Human dental pulp stem cell-derived exosomes decorated titanium scaffolds for promoting bone regeneration

Abstract

Exosomes, nanoscale extracellular vesicles crucial for intercellular communication, hold great promise as a therapeutic avenue in cell-free tissue regeneration. In this study, we identified and utilized exosomes to adorn anodized titanium scaffolds, inducing osteogenic differentiation in human dental pulp stem cells (hDPSCs). The osteogenesis of hDPSCs was stimulated by exosomes derived from hDPSCs that underwent various periods of osteogenic differentiation. After purification, these exosomes were loaded onto anodized titanium scaffolds. Notably, the scaffolds loaded with exosomes deriving from osteogenic differentiated hDPSCs demonstrated superior bone tissue regeneration compared to those loaded with exosomes deriving from hDPSCs within 10-week.
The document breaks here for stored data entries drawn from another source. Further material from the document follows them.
use std::process;

use clap::Parser;
use commafree::{max_code_size, Search};

/// Enumerate four-letter commafree codes over an m-ary alphabet.
///
/// Streams one code per line to stdout, each word rendered as its digit
/// string, words separated by single spaces.
#[derive(Parser, Debug)]
#[command(version, about)]
struct Args {
    /// Alphabet size
    #[arg(short, long, value_parser = clap::value_parser!(u8).range(2..=7))]
    m: u8,

    /// Code size goal; defaults to the maximum, (m^4 - m^2) / 4
    #[arg(short, long)]
    g: Option<usize>,

    /// Stop after this many codes
    #[arg(short, long)]
    limit: Option<usize>,
}

fn main() {
    env_logger::init();
    let args = Args::parse();

    let m = args.m as usize;
    let g = args.g.unwrap_or_else(|| max_code_size(m));
    let search = Search::new(m, g).unwrap_or_else(|err| {
        eprintln!("commafree: {}", err);
        process::exit(2);
    });

    let mut count = 0usize;
    for code in search.take(args.limit.unwrap_or(std::usize::MAX)) {
        let words: Vec<String> = code
            .iter()
            .map(|w| w.iter().map(|d| d.to_string()).collect())
            .collect();
        println!("{}", words.join(" "));
        count += 1;
    }
    eprintln!("{} codes", count);
}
RNA-sequencing analysis shed light on the underlying mechanism, revealing that the osteogenic exosomes carried specific cargo, which is due to upregulated miRNAs (Hsa-miR-29c-5p, Hsa-miR-378a-5p, Hsa-miR-10b-5p and Hsa-miR-9–3p) associated with osteogenesis. And down-regulated anti-osteogenic miRNA (Hsa-miR-31–3p, Hsa-miR-221–3p, Hsa-miR-183–5p and Hsa-miR-503–5p). In conclusion, the identification and utilization of exosomes derived from osteogenic differentiated stem cells offer a novel and promising strategy for achieving cell-free bone regeneration.